Vector Representation of Exponents

We map each integer $a_i$ to an exponent vector in the real vector space $\mathbb{R}^m$

\[v_i = (e_{i,1}, e_{i,2}, \dots, e_{i,m})\]

The Divisibility Condition

The problem states that for any $i$, $a_i$ does not divide the product $\prod_{j \neq i} a_j$.

In terms of prime factorizations, $a \mid b$ if and only if every prime exponent in $a$ is less than or equal to the corresponding prime exponent in $b$. Because $a_i$ does not divide the product of the others, there must exist at least one specific prime index $k$ (where $1 \le k \le m$) such that the exponent of $p_k$ in $a_i$ is strictly greater than the sum of the exponents of $p_k$ in all other numbers

\[e_{i,k} > \sum_{j \neq i} e_{j,k}\]

Proving Linear Independence

Suppose for contradiction that the vectors $v_1, \dots, v_n$ are linearly dependent. Then there exists $c_1, \dots, c_n$, not all zero, such that

\[\sum_{j=1}^n c_j v_j = \mathbf{0}\]

Since not all coefficients are zero, let $i$ be the index such that \(|c_i| = \max{(|c_1|,|c_2|, \dots, |c_n|)}.\)

Consider the $k^{th}$ coordinate of the linear combination, \(\sum_{j=1}^n c_j v_j = \mathbf{0}\), we have

\[c_i e_{i,k} + \sum_{j \neq i} c_j e_{j,k} = 0\]

Rearranging the terms,

\[c_i e_{i,k} = - \sum_{j \neq i} c_j e_{j,k}\]

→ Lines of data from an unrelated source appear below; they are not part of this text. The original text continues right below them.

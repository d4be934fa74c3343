// Command Executor Port
// Abstraction for running one external command under a hard timeout.
// Adapters must never hand the command line to a shell: argv is passed as-is.

use async_trait::async_trait;
use std::time::Duration;
use thiserror::Error;

use crate::constants::{MAX_DIAGNOSTIC_CHARS, TRUNCATION_MARKER};

/// Program plus ordered, already-safe arguments
#[derive(Debug, Clone, PartialEq, Eq)]
pub struct CommandSpec {
    pub program: String,
    pub args: Vec<String>,
}

impl CommandSpec {
    pub fn new(program: impl Into<String>) -> Self {
        Self {
            program: program.into(),
            args: Vec::new(),
        }
    }

    pub fn arg(mut self, arg: impl Into<String>) -> Self {
        self.args.push(arg.into());
        self
    }

    pub fn args<I, S>(mut self, args: I) -> Self
    where
        I: IntoIterator<Item = S>,
        S: Into<String>,
    {
        self.args.extend(args.into_iter().map(Into::into));
        self
    }

    /// Program followed by its arguments, in argv order
    pub fn argv(&self) -> Vec<&str> {
        std::iter::once(self.program.as_str())
            .chain(self.args.iter().map(String::as_str))
            .collect()
    }
}

/// Raw result of a process that ran to completion
#[derive(Debug, Clone, Default)]
pub struct ExecutionResult {
    pub exit_failed: bool,
    pub exit_code: Option<i32>,
    pub stdout: String,
    pub stderr: String,
    pub duration_ms: u64,
}

impl ExecutionResult {
    /// Truncated stdout on exit code zero, `NonZeroExit` otherwise
    pub fn into_output(self) -> Result<String, ExecutionError> {
        if self.exit_failed {
            return Err(ExecutionError::NonZeroExit {
                code: self.exit_code,
                stdout: self.stdout,
                stderr: self.stderr,
            });
        }
        Ok(truncate_output(&self.stdout))
    }
}

/// Execution errors
#[derive(Error, Debug, Clone)]
pub enum ExecutionError {
    #[error("Spawn failed: {0}")]
    SpawnFailed(String),

    #[error("Process timeout after {0}ms")]
    Timeout(u64),

    #[error("Process exited with {}", describe_exit(.code))]
    NonZeroExit {
        code: Option<i32>,
        stdout: String,
        stderr: String,
    },

    #[error("IO error: {0}")]
    IoError(String),
}

fn describe_exit(code: &Option<i32>) -> String {
    match code {
        Some(code) => format!("exit code {}", code),
        None => "no exit code (terminated by signal)".to_string(),
    }
}

const GENERIC_FAILURE: &str = "Command failed";

impl ExecutionError {
    /// What the process itself printed: stderr first, then stdout.
    /// None when both are blank or the process never produced output.
    pub fn captured_output(&self) -> Option<String> {
        match self {
            ExecutionError::NonZeroExit { stdout, stderr, .. } => [stderr, stdout]
                .into_iter()
                .map(|s| truncate_output(s))
                .find(|s| !s.is_empty()),
            _ => None,
        }
    }

    /// Single bounded diagnostic: captured output, else the execution-layer
    /// description, else a generic fallback
    pub fn diagnostic(&self) -> String {
        if let Some(output) = self.captured_output() {
            return output;
        }
        let description = truncate_output(&self.to_string());
        if description.is_empty() {
            GENERIC_FAILURE.to_string()
        } else {
            description
        }
    }

    pub fn exit_code(&self) -> Option<i32> {
        match self {
            ExecutionError::NonZeroExit { code, .. } => *code,
            _ => None,
        }
    }
}

/// Trim, then cut to the diagnostic budget and mark the cut
pub fn truncate_output(raw: &str) -> String {
    let trimmed = raw.trim();
    match trimmed.char_indices().nth(MAX_DIAGNOSTIC_CHARS) {
        Some((cut, _)) => format!("{}{}", &trimmed[..cut], TRUNCATION_MARKER),
        None => trimmed.to_string(),
    }
}

/// Command Executor trait
///
/// Implementations:
/// - ProcessExecutor (infra-system): spawns a local process
/// - mocks::MockCommandExecutor: scripted responses plus call recording
#[async_trait]
pub trait CommandExecutor: Send + Sync {
    /// Run a command to completion or until `timeout` expires
    ///
    /// # Errors
    /// - ExecutionError::SpawnFailed if the program cannot be started
    /// - ExecutionError::Timeout if the deadline passed; the process is gone when this returns
    /// - ExecutionError::IoError if waiting on the process failed
    ///
    /// A non-zero exit is NOT an error here: it comes back as
    /// `ExecutionResult { exit_failed: true, .. }`.
    async fn run(
        &self,
        command: &CommandSpec,
        timeout: Duration,
    ) -> Result<ExecutionResult, ExecutionError>;
}

// ============================================================================
// Mock Implementations for Testing
// ============================================================================

pub mod mocks {
    use super::*;
    use std::sync::{Arc, Mutex};

    /// Mock executor behavior
    #[derive(Debug, Clone)]
    pub enum MockBehavior {
        /// Exit 0 with this stdout
        Success(String),
        /// Exit with code and output
        Exit {
            code: i32,
            stdout: String,
            stderr: String,
        },
        /// Program could not be started
        SpawnFailed(String),
        /// Deadline passed after N ms
        Timeout(u64),
    }

    /// Mock Command Executor for testing; records every command it is asked to run
    #[derive(Clone)]
    pub struct MockCommandExecutor {
        behavior: Arc<Mutex<MockBehavior>>,
        calls: Arc<Mutex<Vec<CommandSpec>>>,
    }

    impl MockCommandExecutor {
        pub fn new(behavior: MockBehavior) -> Self {
            Self {
                behavior: Arc::new(Mutex::new(behavior)),
                calls: Arc::new(Mutex::new(Vec::new())),
            }
        }
        pub fn new_success(stdout: impl Into<String>) -> Self {
            Self::new(MockBehavior::Success(stdout.into()))
        }
        pub fn new_exit(code: i32, stdout: impl Into<String>, stderr: impl Into<String>) -> Self {
            Self::new(MockBehavior::Exit {
                code,
                stdout: stdout.into(),
                stderr: stderr.into(),
            })
        }
        pub fn set_behavior(&self, behavior: MockBehavior) {
            *self.behavior.lock().unwrap() = behavior;
        }
        pub fn call_count(&self) -> usize {
            self.calls.lock().unwrap().len()
        }
        pub fn calls(&self) -> Vec<CommandSpec> {
            self.calls.lock().unwrap().clone()
        }
        pub fn last_call(&self) -> Option<CommandSpec> {
            self.calls.lock().unwrap().last().cloned()
        }
    }

    #[async_trait]
    impl CommandExecutor for MockCommandExecutor {
        async fn run(
            &self,
            command: &CommandSpec,
            _timeout: Duration,
        ) -> Result<ExecutionResult, ExecutionError> {
            self.calls.lock().unwrap().push(command.clone());

            let behavior = self.behavior.lock().unwrap().clone();

            match behavior {
                MockBehavior::Success(stdout) => Ok(ExecutionResult {
                    exit_failed: false,
                    exit_code: Some(0),
                    stdout,
                    stderr: String::new(),
                    duration_ms: 1,
                }),
                MockBehavior::Exit {
                    code,
                    stdout,
                    stderr,
                } => Ok(ExecutionResult {
                    exit_failed: code != 0,
                    exit_code: Some(code),
                    stdout,
                    stderr,
                    duration_ms: 1,
                }),
                MockBehavior::SpawnFailed(msg) => Err(ExecutionError::SpawnFailed(msg)),
                MockBehavior::Timeout(ms) => Err(ExecutionError::Timeout(ms)),
            }
        }
    }
}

Taking the absolute value of both sides and applying the triangle inequality,

\[|c_i| e_{i,k} = \left| \sum_{j \neq i} c_j e_{j,k} \right| \le \sum_{j \neq i} |c_j| e_{j,k}\]

Since $|c_i| \ge |c_j|$,

\[|c_i| e_{i,k} \le \sum_{j \neq i} |c_i| e_{j,k}\] \[e_{i,k} \le \sum_{j \neq i} e_{j,k}\]

This contradicts the established fact above that \(e_{i,k} > \sum_{j \neq i} e_{j,k}\).

Dimension Constraint

Because the assumption of linear dependence leads to a contradiction, the set of vectors ${v_1, v_2, \dots, v_n}$ must be linearly independent.

We now have $n$ linearly independent vectors residing in $\mathbb{R}^m$. A fundamental theorem of linear algebra states that the number of linearly independent vectors in a finite-dimensional vector space cannot exceed the dimension of that space.

Therefore, $n \le m$. Since $m = \pi(x)$, we conclude that

\[\boxed{n \le \pi(x)}\]

Note: This method reflects a broader mathematical principle. Discrete algebraic structures can be embedded into vector spaces where multiplicative relations become additive and structural constraints become linear. Dimension bounds then limit how complex such systems can be. Similar representation ideas appear in quantitative modeling, where discrete features are encoded into continuous vector spaces to enable geometric and linear analysis.